Charter schools are the best venue for the diet-and-exercise programs that effectively combat obesity. According to the U.S. Department of Health and Human Services, the first way to help obese kids manage their weight is to meet with them once or twice a week, for six to 12 months, and to teach them about nutrition and exercise. In studies, kids who went through programs that included healthy-lifestyle training and counseling, such as Bright Bodies in New Haven, Conn., weighed up to 23 pounds less, on average, than obese children who did not. The week-to-week constancy required is one that full-time school can more consistently provide.
To be sure, the jury is still out on charter schools.

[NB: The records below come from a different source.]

//! HTTP handlers.
//!
//! Reads are served from the live market state; trader writes go
//! through the `TraderTracker` so the store stays authoritative.

use axum::extract::{Path, State};
use axum::http::{header, StatusCode};
use axum::response::IntoResponse;
use axum::Json;
use serde::Deserialize;

use super::error::ApiError;
use super::ApiState;
use crate::domain::token::TokenData;
use crate::domain::trader::{ProfitTier, TraderAddress, TraderData, TraderTransaction};
use crate::ports::repository::TraderRepository;
use crate::state::MarketSnapshot;

type ApiResult<T> = Result<T, ApiError>;

#[derive(Debug, Deserialize)]
pub struct SolPriceRequest {
    pub price: f64,
}

#[derive(Debug, Deserialize)]
#[serde(rename_all = "camelCase")]
pub struct ProfitRequest {
    pub total_profit: f64,
}

// ── Probes ──────────────────────────────────────────────────

/// GET /live - 200 while the process runs.
pub async fn live() -> impl IntoResponse {
    (StatusCode::OK, "OK")
}

/// GET /ready - 200 only when the trader store answers.
pub async fn ready<R: TraderRepository>(State(api): State<ApiState<R>>) -> impl IntoResponse {
    if api.tracker.repository().is_healthy().await {
        (StatusCode::OK, "READY")
    } else {
        (StatusCode::SERVICE_UNAVAILABLE, "NOT READY")
    }
}

/// GET /metrics - Prometheus text exposition.
pub async fn metrics<R: TraderRepository>(
    State(api): State<ApiState<R>>,
) -> ApiResult<impl IntoResponse> {
    let registry = api
        .metrics
        .as_ref()
        .ok_or_else(|| ApiError::NotFound("metrics are disabled".to_string()))?;
    let body = registry
        .render()
        .map_err(|e| ApiError::Internal(e.to_string()))?;
    Ok(([(header::CONTENT_TYPE, "text/plain; version=0.0.4")], body))
}

// ── Market state ────────────────────────────────────────────

/// GET /state
pub async fn snapshot<R: TraderRepository>(
    State(api): State<ApiState<R>>,
) -> Json<MarketSnapshot> {
    Json(api.tracker.state().snapshot().await)
}

/// GET /tokens - newest first.
pub async fn list_tokens<R: TraderRepository>(
    State(api): State<ApiState<R>>,
) -> Json<Vec<TokenData>> {
    Json(api.tracker.state().tokens().await)
}

/// POST /tokens - 201 for a new mint, 200 when it replaced one.
pub async fn push_token<R: TraderRepository>(
    State(api): State<ApiState<R>>,
    Json(token): Json<TokenData>,
) -> ApiResult<StatusCode> {
    if token.mint.is_empty() {
        return Err(ApiError::BadRequest("mint must not be empty".to_string()));
    }
    let is_new = api.tracker.state().push_token(token).await;
    Ok(if is_new { StatusCode::CREATED } else { StatusCode::OK })
}

/// PUT /sol-price
pub async fn set_sol_price<R: TraderRepository>(
    State(api): State<ApiState<R>>,
    Json(req): Json<SolPriceRequest>,
) -> ApiResult<StatusCode> {
    api.tracker
        .state()
        .set_sol_price(req.price)
        .await
        .map_err(|e| ApiError::BadRequest(e.to_string()))?;
    Ok(StatusCode::NO_CONTENT)
}

// ── Traders ─────────────────────────────────────────────────

/// GET /traders - cached tiered traders.
pub async fn list_traders<R: TraderRepository>(
    State(api): State<ApiState<R>>,
) -> Json<Vec<TraderData>> {
    Json(api.tracker.state().traders().await)
}

/// POST /traders
pub async fn register_trader<R: TraderRepository>(
    State(api): State<ApiState<R>>,
    Json(data): Json<TraderData>,
) -> ApiResult<(StatusCode, Json<TraderData>)> {
    if data.address.is_empty() {
        return Err(ApiError::BadRequest("address must not be empty".to_string()));
    }
    let created = api.tracker.register_trader(&data).await?;
    Ok((StatusCode::CREATED, Json(created)))
}

/// GET /traders/:address
pub async fn get_trader<R: TraderRepository>(
    State(api): State<ApiState<R>>,
    Path(address): Path<String>,
) -> ApiResult<Json<TraderData>> {
    api.tracker
        .lookup(&address)
        .await?
        .map(Json)
        .ok_or_else(|| ApiError::NotFound(format!("trader {address}")))
}

/// DELETE /traders/:address
pub async fn forget_trader<R: TraderRepository>(
    State(api): State<ApiState<R>>,
    Path(address): Path<String>,
) -> ApiResult<StatusCode> {
    api.tracker.forget(&address).await?;
    Ok(StatusCode::NO_CONTENT)
}

/// POST /traders/:address/transactions - `null` when the trader dropped out.
pub async fn record_transaction<R: TraderRepository>(
    State(api): State<ApiState<R>>,
    Path(address): Path<String>,
    Json(transaction): Json<TraderTransaction>,
) -> ApiResult<Json<Option<TraderData>>> {
    let trader = api.tracker.record_transaction(&address, &transaction).await?;
    Ok(Json(trader))
}

/// PUT /traders/:address/profit - `null` when the trader dropped out.
pub async fn reclassify<R: TraderRepository>(
    State(api): State<ApiState<R>>,
    Path(address): Path<String>,
    Json(req): Json<ProfitRequest>,
) -> ApiResult<Json<Option<TraderData>>> {
    if !req.total_profit.is_finite() {
        return Err(ApiError::BadRequest("totalProfit must be finite".to_string()));
    }
    let trader = api.tracker.reclassify(&address, req.total_profit).await?;
    Ok(Json(trader))
}

/// GET /tiers/:tier
pub async fn tier_members<R: TraderRepository>(
    State(api): State<ApiState<R>>,
    Path(tier): Path<String>,
) -> ApiResult<Json<Vec<TraderAddress>>> {
    let tier: ProfitTier = tier
        .parse()
        .map_err(|e: crate::domain::trader::ParseEnumError| ApiError::BadRequest(e.to_string()))?;
    Ok(Json(api.tracker.state().traders_in_tier(tier).await))
}

// ── Subscriptions ───────────────────────────────────────────

/// PUT /subscriptions/tokens/:mint
pub async fn subscribe_token<R: TraderRepository>(
    State(api): State<ApiState<R>>,
    Path(mint): Path<String>,
) -> StatusCode {
    if api.tracker.state().subscribe_token(&mint).await {
        StatusCode::CREATED
    } else {
        StatusCode::OK
    }
}

/// DELETE /subscriptions/tokens/:mint
pub async fn unsubscribe_token<R: TraderRepository>(
    State(api): State<ApiState<R>>,
    Path(mint): Path<String>,
) -> StatusCode {
    if api.tracker.state().unsubscribe_token(&mint).await {
        StatusCode::NO_CONTENT
    } else {
        StatusCode::NOT_FOUND
    }
}

/// PUT /subscriptions/traders/:address
pub async fn subscribe_trader<R: TraderRepository>(
    State(api): State<ApiState<R>>,
    Path(address): Path<String>,
) -> StatusCode {
    if api.tracker.state().subscribe_trader(&address).await {
        StatusCode::CREATED
    } else {
        StatusCode::OK
    }
}

/// DELETE /subscriptions/traders/:address
pub async fn unsubscribe_trader<R: TraderRepository>(
    State(api): State<ApiState<R>>,
    Path(address): Path<String>,
) -> StatusCode {
    if api.tracker.state().unsubscribe_trader(&address).await {
        StatusCode::NO_CONTENT
    } else {
        StatusCode::NOT_FOUND
    }
}
//! Metrics and Monitoring Adapters
//!
//! Provides the Prometheus registry rendered on `/metrics` and a
//! background monitor that mirrors market events into logs and gauges.

pub mod monitor;
pub mod prometheus;

pub use monitor::EventMonitor;
pub use prometheus::MetricsRegistry;
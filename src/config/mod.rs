//! Configuration Module - TOML-based Service Configuration
//!
//! Loads and validates configuration from `config.toml`, with the
//! database URL overridable through the `DATABASE_URL` environment
//! variable. Every section except `[service]` may be omitted.

pub mod loader;

use serde::Deserialize;

use crate::domain::tier::TierThresholds;
use crate::ports::repository::MAX_TRANSACTIONS;

/// Top-level service configuration.
#[derive(Debug, Clone, Deserialize)]
pub struct AppConfig {
  /// Service identity and logging.
  pub service: ServiceConfig,
  /// Relational store connection.
  #[serde(default)]
  pub database: DatabaseConfig,
  /// Trader retention and tiering.
  #[serde(default)]
  pub traders: TraderConfig,
  /// Live market state sizing.
  #[serde(default)]
  pub market: MarketConfig,
  /// HTTP API and metrics endpoint.
  #[serde(default)]
  pub metrics: MetricsConfig,
}

/// Service identity configuration.
#[derive(Debug, Clone, Deserialize)]
pub struct ServiceConfig {
  /// Human-readable service name.
  pub name: String,
  /// Log level (trace, debug, info, warn, error).
  #[serde(default = "default_log_level")]
  pub log_level: String,
}

/// Database configuration.
#[derive(Debug, Clone, Deserialize)]
pub struct DatabaseConfig {
  /// SQLite URL, e.g. `sqlite://data/pump-tracker.db` or `sqlite::memory:`.
  #[serde(default = "default_database_url")]
  pub url: String,
  /// Pool size for file-backed databases.
  #[serde(default = "default_max_connections")]
  pub max_connections: u32,
}

impl Default for DatabaseConfig {
  fn default() -> Self {
    Self {
      url: default_database_url(),
      max_connections: default_max_connections(),
    }
  }
}

/// Trader tracking configuration.
#[derive(Debug, Clone, Deserialize)]
pub struct TraderConfig {
  /// Transactions retained per trader.
  #[serde(default = "default_max_transactions")]
  pub max_transactions: usize,
  /// Minimum total profit per tier.
  #[serde(default)]
  pub tiers: TierThresholds,
}

impl Default for TraderConfig {
  fn default() -> Self {
    Self {
      max_transactions: MAX_TRANSACTIONS,
      tiers: TierThresholds::default(),
    }
  }
}

/// Live market state configuration.
#[derive(Debug, Clone, Deserialize)]
pub struct MarketConfig {
  /// Maximum tokens kept in the token store (newest kept).
  #[serde(default = "default_token_capacity")]
  pub token_capacity: usize,
  /// Event bus buffer; slow subscribers past this lag drop events.
  #[serde(default = "default_event_buffer")]
  pub event_buffer: usize,
}

impl Default for MarketConfig {
  fn default() -> Self {
    Self {
      token_capacity: default_token_capacity(),
      event_buffer: default_event_buffer(),
    }
  }
}

/// HTTP API / metrics configuration.
#[derive(Debug, Clone, Deserialize)]
pub struct MetricsConfig {
  /// Enable the Prometheus `/metrics` route.
  #[serde(default = "default_true")]
  pub enabled: bool,
  /// Bind address of the HTTP server.
  #[serde(default = "default_bind_addr")]
  pub bind_address: String,
}

impl Default for MetricsConfig {
  fn default() -> Self {
    Self {
      enabled: true,
      bind_address: default_bind_addr(),
    }
  }
}

// Default value functions for serde

fn default_log_level() -> String {
  "info".to_string()
}

fn default_database_url() -> String {
  "sqlite://data/pump-tracker.db".to_string()
}

const fn default_max_connections() -> u32 {
  5
}

const fn default_max_transactions() -> usize {
  MAX_TRANSACTIONS
}

const fn default_token_capacity() -> usize {
  500
}

const fn default_event_buffer() -> usize {
  1024
}

const fn default_true() -> bool {
  true
}

fn default_bind_addr() -> String {
  "0.0.0.0:9090".to_string()
}
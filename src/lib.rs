//! Pump Tracker - Library Root
//!
//! Re-exports all modules for integration tests and benchmarks.

pub mod adapters;
pub mod config;
pub mod domain;
pub mod ports;
pub mod state;
pub mod usecases;
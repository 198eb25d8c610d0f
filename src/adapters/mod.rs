//! Adapters Layer - Hexagonal Architecture Outer Ring
//!
//! Implements the port traits defined in `crate::ports` with concrete
//! external dependencies. Each sub-module groups adapters by
//! infrastructure concern.
//!
//! Adapter categories:
//! - `api`: axum HTTP API over the tracker and market state
//! - `metrics`: Prometheus export and the market event monitor
//! - `persistence`: SQLite trader store via sqlx

pub mod api;
pub mod metrics;
pub mod persistence;
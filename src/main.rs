//! Pump Tracker - Entry Point
//!
//! Initializes configuration, logging, the trader store and the global
//! market state, then serves the HTTP API until SIGINT.
//!
//! Wiring sequence:
//! 1. Load config.toml + validate
//! 2. Init tracing (JSON structured logging)
//! 3. Init the global market state
//! 4. Open the SQLite trader store and hydrate the trader cache
//! 5. Spawn the HTTP API on `metrics.bind_address`
//! 6. Spawn the market event monitor
//! 7. Wait for SIGINT, then broadcast shutdown and drain tasks

#[cfg(not(target_env = "msvc"))]
#[global_allocator]
static GLOBAL: tikv_jemallocator::Jemalloc = tikv_jemallocator::Jemalloc;

use std::sync::Arc;
use std::time::Duration;

use anyhow::{Context, Result};
use tokio::signal;
use tokio::sync::broadcast;
use tracing::{error, info};

use pump_tracker::adapters::api::{self, ApiState};
use pump_tracker::adapters::metrics::{EventMonitor, MetricsRegistry};
use pump_tracker::adapters::persistence::SqlTraderStore;
use pump_tracker::config;
use pump_tracker::state::init_global_state_with;
use pump_tracker::usecases::TraderTracker;

/// Config path, overridable with the first CLI argument.
const DEFAULT_CONFIG_PATH: &str = "config.toml";

#[tokio::main]
async fn main() -> Result<()> {
    // ── 1. Load configuration ───────────────────────────────
    let config_path = std::env::args()
        .nth(1)
        .unwrap_or_else(|| DEFAULT_CONFIG_PATH.to_string());
    let config = config::loader::load_config(&config_path)
        .context("Failed to load configuration")?;

    // ── 2. Initialize structured JSON logging ───────────────
    tracing_subscriber::fmt()
        .with_env_filter(
            tracing_subscriber::EnvFilter::try_from_default_env()
                .unwrap_or_else(|_| {
                    tracing_subscriber::EnvFilter::new(&config.service.log_level)
                }),
        )
        .json()
        .init();

    info!(
        name = %config.service.name,
        version = env!("CARGO_PKG_VERSION"),
        database = %config.database.url,
        "Starting Pump Tracker"
    );

    // ── 3. Shared state and shutdown channel ────────────────
    let state = init_global_state_with(&config.market);
    let (shutdown_tx, _shutdown_rx) = broadcast::channel::<()>(1);

    // ── 4. Trader store + cache hydration ───────────────────
    let store = Arc::new(
        SqlTraderStore::from_config(&config)
            .await
            .context("Failed to open trader store")?,
    );

    let metrics = if config.metrics.enabled {
        Some(Arc::new(
            MetricsRegistry::new().context("Failed to create metrics registry")?,
        ))
    } else {
        None
    };

    let mut tracker = TraderTracker::new(store, state, config.traders.tiers);
    if let Some(metrics) = &metrics {
        tracker = tracker.with_metrics(Arc::clone(metrics));
    }
    let tracker = Arc::new(tracker);

    let hydrated = tracker
        .hydrate()
        .await
        .context("Failed to load traders from store")?;
    info!(traders = hydrated, "Trader cache ready");

    // ── 5. Spawn HTTP API ───────────────────────────────────
    let app = api::router(ApiState {
        tracker: Arc::clone(&tracker),
        metrics: metrics.clone(),
    });
    let api_shutdown = shutdown_tx.subscribe();
    let bind_address = config.metrics.bind_address.clone();
    let api_handle = tokio::spawn(async move {
        if let Err(e) = api::serve(app, bind_address, api_shutdown).await {
            error!(error = %e, "HTTP server failed");
        }
    });

    // ── 6. Spawn event monitor ──────────────────────────────
    let monitor_handle = metrics.map(|metrics| {
        let monitor = EventMonitor::new(state, metrics);
        let monitor_shutdown = shutdown_tx.subscribe();
        tokio::spawn(async move {
            if let Err(e) = monitor.run(monitor_shutdown).await {
                error!(error = %e, "Event monitor failed");
            }
        })
    });

    info!("All tasks spawned, tracker is running");

    // ── 7. Wait for SIGINT ──────────────────────────────────
    signal::ctrl_c()
        .await
        .context("Failed to listen for SIGINT")?;
    info!("SIGINT received, initiating graceful shutdown");

    let _ = shutdown_tx.send(());

    let _ = tokio::time::timeout(Duration::from_secs(10), api_handle).await;
    if let Some(handle) = monitor_handle {
        let _ = tokio::time::timeout(Duration::from_secs(5), handle).await;
    }

    info!("Shutdown complete");
    Ok(())
}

Yet, it would be virtually impossible for the public education system to provide enough funding for regular schools to tackle childhood obesity—counseling, nutrition classes, grocery store visits, and other interventions are expensive. Charter schools can draw upon a wider array of financiers. And charter schools aren’t going away anytime soon. If charter schools that target specific groups are a long-term fixture of American education, obese kids shouldn’t be left out.
At least one school along the lines I envision already exists in the private sector. Wellspring Academies, a boarding school with campuses in California and North Carolina, teaches nutrition and activity and provides counseling to obese children and young adults ages 11 to 24. But Wellspring’s program is available only for families who can pay for it, and who want to send kids away to school. The minimum tuition for one semester is $25,000 (an especially high price to poor families, which are disproportionately obese). And total enrollment, including both campuses, is limited to about 145 students.
Charter schools, which are publicly financed but largely independent in their philosophy and governance, often adopt culture-shifting as one of their goals. At their best, they change the behavior of kids who are holding themselves back—and also change how society understands them. Schools that targeted obese kids could teach them better habits and shield them from constant embarrassment, yes, but they could also empower these young people to excel. And what a change that would be: for society to look at even its obese children with pride instead of pity.